Consideration also needs to be made for future snags. Aspen snags remain standing for shorter periods than other species (Reynolds et al. 1985) and more high quality snags per hectare are needed to meet species requirements over time. Providing for the replacement of these snags by retaining live trees is critical to the conservation of snag dependent species (Gale 1973, Scott et al. 1980). All snags and future snags (i.e. live trees) should be marked for their identification and protection.

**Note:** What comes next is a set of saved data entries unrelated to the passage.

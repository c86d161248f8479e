//! `prepare`: ties together warm-up selection, retrying fetch, per-candle
//! validation, corporate-action adjustment, and the usability gate into one
//! `PreparedData` handle (or a typed failure).

use chrono::{NaiveDate, NaiveDateTime};

use crate::calendar::TradingCalendar;
use crate::corporate_actions::adjuster::adjust_backward;
use crate::domain::candle::{AdjustedCandle, Candle};
use crate::domain::instrument::Instrument;
use crate::domain::interval::Interval;
use crate::error::{HkError, HkResult};

use super::source::{fetch_candles_with_retry, MarketDataSource, Sleeper};
use super::validation::{DataQualityReport, Validator};

const MIN_WARMUP_TRADING_DAYS: usize = 100;

/// Walk backwards from `start` through the trading calendar accumulating
/// `MIN_WARMUP_TRADING_DAYS` sessions, capped at 200 calendar days of
/// search. Returns the earliest date found even if the target count was
/// not reached (the caller is expected to log a warning in that case).
pub fn warmup_start_date(calendar: &TradingCalendar, start: NaiveDate) -> (NaiveDate, bool) {
    let days = calendar.trading_days_before(start, MIN_WARMUP_TRADING_DAYS);
    let enough = days.len() >= MIN_WARMUP_TRADING_DAYS;
    let earliest = days.first().copied().unwrap_or(start);
    (earliest, enough)
}

pub struct PrepareRequest<'a> {
    pub symbol: &'a str,
    pub interval: Interval,
    pub start: NaiveDateTime,
    pub end: NaiveDateTime,
}

/// Fetch, validate, adjust, and quality-gate a candle sequence for
/// `(symbol, interval, [start, end])`.
pub fn prepare(
    source: &dyn MarketDataSource,
    sleeper: &dyn Sleeper,
    calendar: &TradingCalendar,
    instrument: Instrument,
    request: PrepareRequest,
) -> HkResult<super::prepared::PreparedData> {
    let (warmup_start, _enough_history) = warmup_start_date(calendar, request.start.date());
    let warmup_start_ts = warmup_start.and_hms_opt(0, 0, 0).expect("midnight always valid");

    let raw = fetch_candles_with_retry(
        source,
        sleeper,
        request.symbol,
        request.interval,
        warmup_start_ts,
        request.end,
    )
    .map_err(|reason| HkError::SourceUnavailable {
        symbol: request.symbol.to_string(),
        reason,
    })?;

    let report = validate_all(&raw, calendar);
    if !report.usable {
        return Err(HkError::QualityRejected {
            score: report.score,
            reason: format!(
                "data quality gate failed for {} (score {:.1})",
                request.symbol, report.score
            ),
            report: Box::new(report),
        });
    }

    let actions = source
        .fetch_corporate_actions(request.symbol)
        .unwrap_or_default();
    let adjusted = adjust_backward(&raw, &actions, |date| pre_close_before(&raw, date));

    let warmup_end = adjusted
        .iter()
        .position(|c| c.candle.timestamp >= request.start)
        .unwrap_or(adjusted.len());

    if warmup_end < super::prepared::MIN_WARMUP_LEN {
        return Err(HkError::InsufficientData(format!(
            "warm-up length {warmup_end} below the minimum {}",
            super::prepared::MIN_WARMUP_LEN
        )));
    }

    super::prepared::PreparedData::new(adjusted, warmup_end, report, instrument).ok_or_else(|| {
        HkError::InsufficientData(format!(
            "backtest slice below the minimum {} bars",
            super::prepared::MIN_BACKTEST_LEN
        ))
    })
}

fn validate_all(raw: &[Candle], calendar: &TradingCalendar) -> DataQualityReport {
    let mut validator = Validator::new();
    for candle in raw {
        validator.validate(candle, calendar);
    }
    validator.report()
}

fn pre_close_before(candles: &[Candle], ex_date: NaiveDate) -> Option<f64> {
    candles
        .iter()
        .rev()
        .find(|c| c.timestamp.date() < ex_date)
        .map(|c| c.close)
}

/// Views over an already-prepared sequence, split at a given absolute index —
/// used by the simulator to re-derive warm-up/backtest slices without
/// re-running `prepare`.
pub fn window_ending_at(candles: &[AdjustedCandle], index: usize) -> &[AdjustedCandle] {
    &candles[..=index]
}
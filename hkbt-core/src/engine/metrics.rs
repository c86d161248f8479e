//! Post-loop performance metrics (spec.md §4.9, §6 result schema).

use serde::{Deserialize, Serialize};

use crate::domain::portfolio::Portfolio;

/// Bars per calendar year, used to annualize bar-level return statistics.
const TRADING_DAYS_PER_YEAR: f64 = 252.0;

#[derive(Debug, Clone, Copy, Serialize, Deserialize)]
pub struct BacktestMetrics {
    pub initial_capital: f64,
    pub final_equity: f64,
    pub total_return: f64,
    pub return_rate: f64,
    pub annualized_return: f64,
    pub max_drawdown: f64,
    pub sharpe_ratio: f64,
    pub sortino_ratio: f64,
    pub calmar_ratio: f64,
    pub total_trades: u64,
    pub winning_trades: u64,
    pub losing_trades: u64,
    pub win_rate: f64,
    /// Mean P&L of winning trades.
    pub avg_win: f64,
    /// Mean P&L of losing trades (signed, i.e. negative).
    pub avg_loss: f64,
    pub profit_factor: f64,
}

/// Per-bar fractional returns off the recorded equity curve.
fn bar_returns(portfolio: &Portfolio) -> Vec<f64> {
    portfolio
        .equity_curve
        .windows(2)
        .filter_map(|w| {
            let prev = w[0].equity;
            if prev > 0.0 {
                Some((w[1].equity - prev) / prev)
            } else {
                None
            }
        })
        .collect()
}

fn mean(values: &[f64]) -> f64 {
    if values.is_empty() {
        0.0
    } else {
        values.iter().sum::<f64>() / values.len() as f64
    }
}

fn stddev(values: &[f64], mean_value: f64) -> f64 {
    if values.len() < 2 {
        return 0.0;
    }
    let variance = values.iter().map(|v| (v - mean_value).powi(2)).sum::<f64>() / values.len() as f64;
    variance.sqrt()
}

fn downside_stddev(values: &[f64]) -> f64 {
    if values.is_empty() {
        return 0.0;
    }
    let downside_sq: f64 = values.iter().map(|v| v.min(0.0).powi(2)).sum();
    (downside_sq / values.len() as f64).sqrt()
}

/// Computes the full result-schema metric set from a completed (or
/// cancelled-midway) Portfolio. `bars_per_day` comes from the backtest's
/// candle interval (`Interval::bars_per_day`).
pub fn compute(portfolio: &Portfolio, bars_per_day: f64) -> BacktestMetrics {
    let final_equity = portfolio
        .equity_curve
        .last()
        .map(|s| s.equity)
        .unwrap_or(portfolio.cash);
    let total_return = final_equity - portfolio.initial_capital;
    let return_rate = if portfolio.initial_capital > 0.0 {
        total_return / portfolio.initial_capital
    } else {
        0.0
    };

    let n_bars = portfolio.equity_curve.len().max(1) as f64;
    let annualization_factor = TRADING_DAYS_PER_YEAR * bars_per_day;
    let annualized_return = (1.0 + return_rate).powf(annualization_factor / n_bars) - 1.0;

    let returns = bar_returns(portfolio);
    let mean_return = mean(&returns);
    let sd = stddev(&returns, mean_return);
    let downside_sd = downside_stddev(&returns);
    let sqrt_annualization = annualization_factor.sqrt();

    let sharpe_ratio = if sd > 0.0 {
        mean_return / sd * sqrt_annualization
    } else {
        0.0
    };
    let sortino_ratio = if downside_sd > 0.0 {
        mean_return / downside_sd * sqrt_annualization
    } else {
        0.0
    };
    let calmar_ratio = if portfolio.max_drawdown > 0.0 {
        annualized_return / portfolio.max_drawdown
    } else {
        0.0
    };

    let (wins, losses): (Vec<f64>, Vec<f64>) =
        portfolio.trades.iter().map(|t| t.pnl).partition(|pnl| *pnl > 0.0);
    let total_trades = portfolio.trades.len() as u64;
    let winning_trades = wins.len() as u64;
    let losing_trades = losses.len() as u64;
    let win_rate = if total_trades > 0 {
        winning_trades as f64 / total_trades as f64
    } else {
        0.0
    };
    let avg_win = mean(&wins);
    let avg_loss = mean(&losses);
    let gross_profit: f64 = wins.iter().sum();
    let gross_loss: f64 = losses.iter().sum::<f64>().abs();
    let profit_factor = if gross_loss > 0.0 {
        gross_profit / gross_loss
    } else if gross_profit > 0.0 {
        f64::INFINITY
    } else {
        0.0
    };

    BacktestMetrics {
        initial_capital: portfolio.initial_capital,
        final_equity,
        total_return,
        return_rate,
        annualized_return,
        max_drawdown: portfolio.max_drawdown,
        sharpe_ratio,
        sortino_ratio,
        calmar_ratio,
        total_trades,
        winning_trades,
        losing_trades,
        win_rate,
        avg_win,
        avg_loss,
        profit_factor,
    }
}

#[cfg(test)]
mod tests {
    use super::*;
    use crate::domain::trade::{ExitReason, TradeRecord};
    use chrono::NaiveDate;

    fn now() -> chrono::NaiveDateTime {
        NaiveDate::from_ymd_opt(2024, 1, 2).unwrap().and_hms_opt(9, 30, 0).unwrap()
    }

    #[test]
    fn flat_equity_curve_yields_zero_return_and_no_drawdown() {
        let mut p = Portfolio::new(100_000.0);
        p.record_equity(now(), 100_000.0);
        p.record_equity(now(), 100_000.0);
        let m = compute(&p, 11.0);
        assert_eq!(m.total_return, 0.0);
        assert_eq!(m.max_drawdown, 0.0);
        assert_eq!(m.total_trades, 0);
        assert_eq!(m.profit_factor, 0.0);
    }

    #[test]
    fn win_rate_and_profit_factor_reflect_trade_mix() {
        let mut p = Portfolio::new(100_000.0);
        p.trades.push(TradeRecord {
            id: crate::domain::ids::TradeId(1),
            symbol: "00700.HK".into(),
            entry_time: now(),
            exit_time: now(),
            entry_price: 100.0,
            exit_price: 110.0,
            quantity: 100,
            pnl: 1000.0,
            commission_paid: 10.0,
            entry_signal: None,
            exit_reason: ExitReason::TakeProfit,
        });
        p.trades.push(TradeRecord {
            id: crate::domain::ids::TradeId(2),
            symbol: "00700.HK".into(),
            entry_time: now(),
            exit_time: now(),
            entry_price: 100.0,
            exit_price: 95.0,
            quantity: 100,
            pnl: -500.0,
            commission_paid: 10.0,
            entry_signal: None,
            exit_reason: ExitReason::StopLoss,
        });
        p.record_equity(now(), 100_500.0);
        let m = compute(&p, 11.0);
        assert_eq!(m.total_trades, 2);
        assert_eq!(m.winning_trades, 1);
        assert_eq!(m.losing_trades, 1);
        assert_eq!(m.win_rate, 0.5);
        assert!((m.profit_factor - 2.0).abs() < 1e-9);
        assert_eq!(m.avg_win, 1000.0);
        assert_eq!(m.avg_loss, -500.0);
    }

    #[test]
    fn all_winners_with_no_losses_has_infinite_profit_factor() {
        let mut p = Portfolio::new(100_000.0);
        p.trades.push(TradeRecord {
            id: crate::domain::ids::TradeId(1),
            symbol: "00700.HK".into(),
            entry_time: now(),
            exit_time: now(),
            entry_price: 100.0,
            exit_price: 110.0,
            quantity: 100,
            pnl: 1000.0,
            commission_paid: 10.0,
            entry_signal: None,
            exit_reason: ExitReason::TakeProfit,
        });
        let m = compute(&p, 11.0);
        assert!(m.profit_factor.is_infinite());
    }
}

Recommendations of this study are limited by several factors. First, the control area data provided no basis upon which to compare the use of snags in areas where no treatment had been applied. Furthermore, these stands were not of the same timber type as the clearcuts. Further research is needed to obtain this information. In addition, small sample sizes of snags and individual observations of bird species for general snag use provided the basis for recommendations. It was decided to survey a small sample of snags intensely rather than a large sample of snags occasionally. Furthermore, the 2 breeding seasons ofthis study are a very small window in time over the lifetime of snags. Snags are important during all seasons throughout the year. Further research should be conducted during each season in the effort to further evaluate and update the guideline.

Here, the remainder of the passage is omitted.